Exhibit 99.1
For Release: April 24, 2003
WPS RESOURCES CORPORATION
ANNOUNCES A 16% INCREASE IN BASIC EARNINGS PER SHARE
FOR FIRST QUARTER OF 2003
Green Bay, WI - WPS Resources Corporation's (NYSE: WPS) consolidated income available for common shareholders increased to $33.0 million for the quarter ended March 31, 2003 compared with $28.1 million for the same period in 2002. Basic earnings per share of WPS Resources' common stock were $1.03 for the three months ended March 31, 2003 compared with $0.89 for the three months ended March 31, 2002. The results include the positive cumulative effect of required changes in accounting principles at January 1, 2003 which added $3.2 million, net of tax, or $0.10 basic earnings per share, in the first quarter of 2003. Basic earnings per share before the cumulative effect of changes in accounting principles were $0.93 in the first quarter of 2003 compared with $0.89 in the first quarter of 2002.
"Improved gas and electric margins at WPS Energy Services combined with the required accounting changes contributed to increased consolidated earnings at WPS Resources in the first quarter of 2003," stated Larry Weyers, WPS Resources' Chairman, President, and CEO. "Utility earnings in the first quarter 2003 of $24.8 million were down $0.9 million from utility earnings of $25.7 million in the first quarter 2002. Our gas utility segment experienced a 12% increase in earnings largely due to weather that was 16% colder in the first quarter of 2003 than in the first quarter of 2002. Higher utility operating expenses without the anticipated Wisconsin retail electric rate relief at Wisconsin Public Service, however, had a negative impact on electric utility earnings.
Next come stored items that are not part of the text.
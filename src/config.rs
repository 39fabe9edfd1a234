//! Configuration types for the voice assistant.

use serde::{Deserialize, Serialize};
use std::path::PathBuf;
use std::time::Duration;

/// Top-level configuration.
#[derive(Debug, Clone, Default, Serialize, Deserialize)]
#[serde(default)]
pub struct AssistantConfig {
    /// Audio capture/playback settings.
    pub audio: AudioConfig,
    /// Remote speech endpoint settings.
    pub live: LiveConfig,
    /// Booking notification settings.
    pub booking: BookingConfig,
    /// Session timing settings.
    pub session: SessionConfig,
    /// Host bridge settings.
    pub host: HostConfig,
}

/// Audio I/O configuration.
#[derive(Debug, Clone, Serialize, Deserialize)]
#[serde(default)]
pub struct AudioConfig {
    /// Rate the microphone is resampled to before sending, in Hz.
    pub input_sample_rate: u32,
    /// Rate of synthesized audio and of the output stream, in Hz.
    pub output_sample_rate: u32,
    /// Channels in inbound PCM chunks (interleaved).
    pub output_channels: u16,
    /// Samples per outbound frame.
    pub frame_size: usize,
    /// Input device name (None = system default).
    pub input_device: Option<String>,
    /// Output device name (None = system default).
    pub output_device: Option<String>,
}

impl Default for AudioConfig {
    fn default() -> Self {
        Self {
            input_sample_rate: 16_000,
            output_sample_rate: 24_000,
            output_channels: 1,
            frame_size: 4096,
            input_device: None,
            output_device: None,
        }
    }
}

/// Remote speech endpoint configuration.
#[derive(Debug, Clone, Serialize, Deserialize)]
#[serde(default)]
pub struct LiveConfig {
    /// WebSocket endpoint (the API key is appended as `?key=`).
    pub endpoint: String,
    /// Model name, with or without the `models/` prefix.
    pub model: String,
    /// API key. Empty means read `api_key_env` at connect time.
    pub api_key: String,
    /// Environment variable holding the API key.
    pub api_key_env: String,
    /// Prebuilt voice name.
    pub voice_name: String,
    /// Replacement for the built-in consultant instruction (empty = built-in).
    pub system_instruction: String,
    /// Free text appended to the instruction.
    pub instruction_add_on: String,
    /// First realtime text sent so the agent speaks first.
    pub opening_prompt: String,
    /// Seconds to wait for the setup handshake.
    pub connect_timeout_secs: u64,
}

impl Default for LiveConfig {
    fn default() -> Self {
        Self {
            endpoint: "wss://generativelanguage.googleapis.com/ws/google.ai.generativelanguage.v1beta.GenerativeService.BidiGenerateContent".to_owned(),
            model: "gemini-2.5-flash-native-audio-preview-12-2025".to_owned(),
            api_key: String::new(),
            api_key_env: "GEMINI_API_KEY".to_owned(),
            voice_name: "Kore".to_owned(),
            system_instruction: String::new(),
            instruction_add_on: String::new(),
            opening_prompt: crate::persona::OPENING_PROMPT.to_owned(),
            connect_timeout_secs: 15,
        }
    }
}

impl LiveConfig {
    /// The configured key, or the value of `api_key_env`.
    pub fn resolved_api_key(&self) -> Option<String> {
        if !self.api_key.trim().is_empty() {
            return Some(self.api_key.trim().to_owned());
        }
        std::env::var(&self.api_key_env)
            .ok()
            .map(|k| k.trim().to_owned())
            .filter(|k| !k.is_empty())
    }

    /// Model name in `models/<name>` form.
    pub fn qualified_model(&self) -> String {
        if self.model.starts_with("models/") {
            self.model.clone()
        } else {
            format!("models/{}", self.model)
        }
    }

    /// The instruction sent in the session setup.
    pub fn effective_instruction(&self) -> String {
        crate::persona::assemble_instruction(&self.system_instruction, &self.instruction_add_on)
    }

    pub fn connect_timeout(&self) -> Duration {
        Duration::from_secs(self.connect_timeout_secs.max(1))
    }
}

/// Booking notification configuration.
#[derive(Debug, Clone, Serialize, Deserialize)]
#[serde(default)]
pub struct BookingConfig {
    /// Form relay URL the booking is POSTed to.
    pub relay_url: String,
    /// `_subject` of the relayed email.
    pub subject: String,
    /// Copy the visitor on the relayed email (`_cc`).
    pub cc_visitor: bool,
    /// Seconds before the relay request is abandoned.
    pub request_timeout_secs: u64,
}

impl Default for BookingConfig {
    fn default() -> Self {
        Self {
            relay_url: "https://formsubmit.co/ajax/kamleshg9569@gmail.com".to_owned(),
            subject: "Meeting Booked: Cheshta IT Solution Demo".to_owned(),
            cc_visitor: true,
            request_timeout_secs: 20,
        }
    }
}

impl BookingConfig {
    pub fn request_timeout(&self) -> Duration {
        Duration::from_secs(self.request_timeout_secs.max(1))
    }
}

/// Session timing configuration.
#[derive(Debug, Clone, Serialize, Deserialize)]
#[serde(default)]
pub struct SessionConfig {
    /// Seconds without activity before the call is ended. 0 disables.
    pub inactivity_timeout_secs: u64,
    /// Milliseconds between output level samples while a call is live.
    pub level_interval_ms: u64,
}

impl Default for SessionConfig {
    fn default() -> Self {
        Self {
            inactivity_timeout_secs: 600,
            level_interval_ms: 16,
        }
    }
}

impl SessionConfig {
    /// `None` when the timeout is disabled.
    pub fn inactivity_timeout(&self) -> Option<Duration> {
        (self.inactivity_timeout_secs > 0)
            .then(|| Duration::from_secs(self.inactivity_timeout_secs))
    }

    pub fn level_interval(&self) -> Duration {
        Duration::from_millis(self.level_interval_ms.max(1))
    }
}

/// Host bridge configuration.
#[derive(Debug, Clone, Serialize, Deserialize)]
#[serde(default)]
pub struct HostConfig {
    /// Emit `widget.opened` / `widget.closed` to the embedding host.
    pub notify_lifecycle: bool,
    /// Emit `session.level` events.
    pub emit_levels: bool,
}

impl Default for HostConfig {
    fn default() -> Self {
        Self {
            notify_lifecycle: true,
            emit_levels: true,
        }
    }
}

impl AssistantConfig {
    /// Load configuration from a TOML file, falling back to defaults for missing fields.
    ///
    /// # Errors
    ///
    /// Returns an error if the file cannot be read or parsed.
    pub fn from_file(path: &std::path::Path) -> crate::error::Result<Self> {
        let content = std::fs::read_to_string(path)?;
        toml::from_str(&content).map_err(|e| crate::error::VoiceError::Config(e.to_string()))
    }

    /// Save configuration to a TOML file, creating parent directories as needed.
    ///
    /// # Errors
    ///
    /// Returns an error if the file cannot be written or the config cannot be serialized.
    pub fn save_to_file(&self, path: &std::path::Path) -> crate::error::Result<()> {
        if let Some(parent) = path.parent() {
            std::fs::create_dir_all(parent)?;
        }
        let content = toml::to_string_pretty(self)
            .map_err(|e| crate::error::VoiceError::Config(e.to_string()))?;
        std::fs::write(path, content)?;
        Ok(())
    }

    /// Returns the default config file path: `~/.config/leadcall/config.toml`.
    pub fn default_config_path() -> PathBuf {
        if let Some(config) = std::env::var_os("XDG_CONFIG_HOME") {
            PathBuf::from(config).join("leadcall").join("config.toml")
        } else if let Some(home) = std::env::var_os("HOME") {
            PathBuf::from(home)
                .join(".config")
                .join("leadcall")
                .join("config.toml")
        } else {
            PathBuf::from("/tmp/leadcall-config/config.toml")
        }
    }

    /// Load from `path` when given, else from the default path when it
    /// exists, else defaults.
    ///
    /// # Errors
    ///
    /// Returns an error if an existing file cannot be read or parsed.
    pub fn load(path: Option<&std::path::Path>) -> crate::error::Result<Self> {
        match path {
            Some(p) => Self::from_file(p),
            None => {
                let default_path = Self::default_config_path();
                if default_path.is_file() {
                    Self::from_file(&default_path)
                } else {
                    Ok(Self::default())
                }
            }
        }
    }
}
The Public Service Commission of Wisconsin approved a 3.5% increase in Wisconsin retail electric rates effective March 21, 2003. We had requested an 8.3% increase in Wisconsin electric retail rates and anticipated a January 1, 2003 effective date. In addition, WPS Power Development experienced a net loss primarily due to reduced margins at the Sunbury generation plant."
First Quarter Results
Segment net income and revenue for the first quarter are shown in the following table.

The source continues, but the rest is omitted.